> _Try it_
Verbatim transcription of the listing is needed.

> _Data extract_
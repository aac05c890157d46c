//! Core data models for the endpoint audit

use serde::{Deserialize, Serialize};
use std::fmt;

/// One sample of a metric series
#[derive(Debug, Clone, Copy, PartialEq, Serialize, Deserialize)]
pub struct DataPoint {
    /// Milliseconds since the Unix epoch
    pub timestamp_ms: i64,
    /// `None` when the provider had no data for the sample
    pub value: Option<f64>,
}

impl DataPoint {
    pub fn new(timestamp_ms: i64, value: Option<f64>) -> Self {
        Self {
            timestamp_ms,
            value,
        }
    }

    /// A point counts as active when it carries a strictly positive value
    pub fn is_active(&self) -> bool {
        matches!(self.value, Some(v) if v > 0.0)
    }
}

/// Per-resource time series with the scope prefix already stripped
#[derive(Debug, Clone, Default, PartialEq, Serialize, Deserialize)]
pub struct RawSeries {
    pub resource_key: String,
    pub points: Vec<DataPoint>,
}

impl RawSeries {
    pub fn new(resource_key: impl Into<String>, points: Vec<DataPoint>) -> Self {
        Self {
            resource_key: resource_key.into(),
            points,
        }
    }

    /// Sum of every present value
    pub fn total(&self) -> f64 {
        self.points.iter().filter_map(|p| p.value).sum()
    }

    /// Active points, ordered by timestamp ascending
    pub fn active_points(&self) -> Vec<DataPoint> {
        let mut active: Vec<DataPoint> = self
            .points
            .iter()
            .copied()
            .filter(DataPoint::is_active)
            .collect();
        active.sort_by_key(|p| p.timestamp_ms);
        active
    }
}

/// How regularly a resource was called over the historical window
#[derive(Debug, Clone, Copy, Default, PartialEq, Eq, Serialize, Deserialize)]
pub enum UsagePattern {
    Consistent,
    #[default]
    Sporadic,
}

impl UsagePattern {
    pub fn as_str(&self) -> &'static str {
        match self {
            UsagePattern::Consistent => "Consistent",
            UsagePattern::Sporadic => "Sporadic",
        }
    }
}

impl fmt::Display for UsagePattern {
    fn fmt(&self, f: &mut fmt::Formatter<'_>) -> fmt::Result {
        f.write_str(self.as_str())
    }
}

/// Direction of traffic between the first and last active sample
#[derive(Debug, Clone, Copy, Default, PartialEq, Eq, Serialize, Deserialize)]
pub enum HitTrend {
    Increasing,
    Decreasing,
    #[default]
    Stable,
}

impl HitTrend {
    pub fn as_str(&self) -> &'static str {
        match self {
            HitTrend::Increasing => "Increasing",
            HitTrend::Decreasing => "Decreasing",
            HitTrend::Stable => "Stable",
        }
    }
}

impl fmt::Display for HitTrend {
    fn fmt(&self, f: &mut fmt::Formatter<'_>) -> fmt::Result {
        f.write_str(self.as_str())
    }
}

/// Usage statistics for a single resource over the historical window
#[derive(Debug, Clone, PartialEq, Serialize, Deserialize)]
pub struct UsageRecord {
    pub resource_key: String,
    pub total_hits: f64,
    /// Mean over active days, 0 when there are none
    pub avg_hits: f64,
    /// Max over active days, 0 when there are none
    pub max_hits: f64,
    pub active_days: usize,
    pub last_active_ms: Option<i64>,
    pub usage_pattern: UsagePattern,
    pub hit_trend: HitTrend,
    /// Percentage of hits that errored
    pub error_rate: f64,
}

impl UsageRecord {
    /// Zero-valued record for a resource with no usable data
    pub fn empty(resource_key: impl Into<String>) -> Self {
        Self {
            resource_key: resource_key.into(),
            total_hits: 0.0,
            avg_hits: 0.0,
            max_hits: 0.0,
            active_days: 0,
            last_active_ms: None,
            usage_pattern: UsagePattern::default(),
            hit_trend: HitTrend::default(),
            error_rate: 0.0,
        }
    }
}

/// Three-part decomposition of a `::` separated resource key
#[derive(Debug, Clone, Default, PartialEq, Eq, Serialize, Deserialize)]
pub struct ResourceSegments {
    pub head: String,
    pub middle: String,
    pub tail: String,
}

/// A resource that was used historically but not in the recent window
#[derive(Debug, Clone, PartialEq, Serialize, Deserialize)]
pub struct InactiveEndpoint {
    #[serde(flatten)]
    pub record: UsageRecord,
    pub segments: ResourceSegments,
}

#[cfg(test)]
mod tests {
    use super::*;

    #[test]
    fn test_point_activity() {
        assert!(DataPoint::new(0, Some(1.0)).is_active());
        assert!(!DataPoint::new(0, Some(0.0)).is_active());
        assert!(!DataPoint::new(0, Some(-3.0)).is_active());
        assert!(!DataPoint::new(0, None).is_active());
    }

    #[test]
    fn test_active_points_sorted_by_timestamp() {
        let series = RawSeries::new(
            "Home::Index",
            vec![
                DataPoint::new(3_000, Some(3.0)),
                DataPoint::new(1_000, Some(1.0)),
                DataPoint::new(2_000, None),
            ],
        );
        let active = series.active_points();
        assert_eq!(active.len(), 2);
        assert_eq!(active[0].timestamp_ms, 1_000);
        assert_eq!(active[1].timestamp_ms, 3_000);
    }

    #[test]
    fn test_total_skips_absent_values() {
        let series = RawSeries::new(
            "Ping",
            vec![
                DataPoint::new(1, Some(2.5)),
                DataPoint::new(2, None),
                DataPoint::new(3, Some(0.5)),
            ],
        );
        assert_eq!(series.total(), 3.0);
    }

    #[test]
    fn test_labels_display() {
        assert_eq!(UsagePattern::Consistent.to_string(), "Consistent");
        assert_eq!(HitTrend::Decreasing.to_string(), "Decreasing");
        assert_eq!(UsageRecord::empty("x").usage_pattern, UsagePattern::Sporadic);
    }
}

> _Exercise output_
repository aac05c890157d46c
//! Core data models for the endpoint audit

use serde::{Deserialize, Serialize};
use std::fmt;

/// One sample of a metric series
#[derive(Debug, Clone, Copy, PartialEq, Serialize, Deserialize)]
pub struct DataPoint {
    /// Milliseconds since the Unix epoch
    pub timestamp_ms: i64,
    /// `None` when the provider had no data for the sample
    pub value: Option<f64>,
}

impl DataPoint {
    pub fn new(timestamp_ms: i64, value: Option<f64>) -> Self {
        Self {
            timestamp_ms,
            value,
        }
    }

    /// A point counts as active when it carries a strictly positive value
    pub fn is_active(&self) -> bool {
        matches!(self.value, Some(v) if v > 0.0)
    }
}

/// Per-resource time series with the scope prefix already stripped
#[derive(Debug, Clone, Default, PartialEq, Serialize, Deserialize)]
pub struct RawSeries {
    pub resource_key: String,
    pub points: Vec<DataPoint>,
}

impl RawSeries {
    pub fn new(resource_key: impl Into<String>, points: Vec<DataPoint>) -> Self {
        Self {
            resource_key: resource_key.into(),
            points,
        }
    }

    /// Sum of every present value
    pub fn total(&self) -> f64 {
        self.points.iter().filter_map(|p| p.value).sum()
    }

    /// Active points, ordered by timestamp ascending
    pub fn active_points(&self) -> Vec<DataPoint> {
        let mut active: Vec<DataPoint> = self
            .points
            .iter()
            .copied()
            .filter(DataPoint::is_active)
            .collect();
        active.sort_by_key(|p| p.timestamp_ms);
        active
    }
}

/// How regularly a resource was called over the historical window
#[derive(Debug, Clone, Copy, Default, PartialEq, Eq, Serialize, Deserialize)]
pub enum UsagePattern {
    Consistent,
    #[default]
    Sporadic,
}

impl UsagePattern {
    pub fn as_str(&self) -> &'static str {
        match self {
            UsagePattern::Consistent => "Consistent",
            UsagePattern::Sporadic => "Sporadic",
        }
    }
}

impl fmt::Display for UsagePattern {
    fn fmt(&self, f: &mut fmt::Formatter<'_>) -> fmt::Result {
        f.write_str(self.as_str())
    }
}

/// Direction of traffic between the first and last active sample
#[derive(Debug, Clone, Copy, Default, PartialEq, Eq, Serialize, Deserialize)]
pub enum HitTrend {
    Increasing,
    Decreasing,
    #[default]
    Stable,
}

impl HitTrend {
    pub fn as_str(&self) -> &'static str {
        match self {
            HitTrend::Increasing => "Increasing",
            HitTrend::Decreasing => "Decreasing",
            HitTrend::Stable => "Stable",
        }
    }
}

impl fmt::Display for HitTrend {
    fn fmt(&self, f: &mut fmt::Formatter<'_>) -> fmt::Result {
        f.write_str(self.as_str())
    }
}

/// Usage statistics for a single resource over the historical window
#[derive(Debug, Clone, PartialEq, Serialize, Deserialize)]
pub struct UsageRecord {
    pub resource_key: String,
    pub total_hits: f64,
    /// Mean over active days, 0 when there are none
    pub avg_hits: f64,
    /// Max over active days, 0 when there are none
    pub max_hits: f64,
    pub active_days: usize,
    pub last_active_ms: Option<i64>,
    pub usage_pattern: UsagePattern,
    pub hit_trend: HitTrend,
    /// Percentage of hits that errored
    pub error_rate: f64,
}

impl UsageRecord {
    /// Zero-valued record for a resource with no usable data
    pub fn empty(resource_key: impl Into<String>) -> Self {
        Self {
            resource_key: resource_key.into(),
            total_hits: 0.0,
            avg_hits: 0.0,
            max_hits: 0.0,
            active_days: 0,
            last_active_ms: None,
            usage_pattern: UsagePattern::default(),
            hit_trend: HitTrend::default(),
            error_rate: 0.0,
        }
    }
}

/// Three-part decomposition of a `::` separated resource key
#[derive(Debug, Clone, Default, PartialEq, Eq, Serialize, Deserialize)]
pub struct ResourceSegments {
    pub head: String,
    pub middle: String,
    pub tail: String,
}

/// A resource that was used historically but not in the recent window
#[derive(Debug, Clone, PartialEq, Serialize, Deserialize)]
pub struct InactiveEndpoint {
    #[serde(flatten)]
    pub record: UsageRecord,
    pub segments: ResourceSegments,
}

#[cfg(test)]
mod tests {
    use super::*;

    #[test]
    fn test_point_activity() {
        assert!(DataPoint::new(0, Some(1.0)).is_active());
        assert!(!DataPoint::new(0, Some(0.0)).is_active());
        assert!(!DataPoint::new(0, Some(-3.0)).is_active());
        assert!(!DataPoint::new(0, None).is_active());
    }

    #[test]
    fn test_active_points_sorted_by_timestamp() {
        let series = RawSeries::new(
            "Home::Index",
            vec![
                DataPoint::new(3_000, Some(3.0)),
                DataPoint::new(1_000, Some(1.0)),
                DataPoint::new(2_000, None),
            ],
        );
        let active = series.active_points();
        assert_eq!(active.len(), 2);
        assert_eq!(active[0].timestamp_ms, 1_000);
        assert_eq!(active[1].timestamp_ms, 3_000);
    }

    #[test]
    fn test_total_skips_absent_values() {
        let series = RawSeries::new(
            "Ping",
            vec![
                DataPoint::new(1, Some(2.5)),
                DataPoint::new(2, None),
                DataPoint::new(3, Some(0.5)),
            ],
        );
        assert_eq!(series.total(), 3.0);
    }

    #[test]
    fn test_labels_display() {
        assert_eq!(UsagePattern::Consistent.to_string(), "Consistent");
        assert_eq!(HitTrend::Decreasing.to_string(), "Decreasing");
        assert_eq!(UsageRecord::empty("x").usage_pattern, UsagePattern::Sporadic);
    }
}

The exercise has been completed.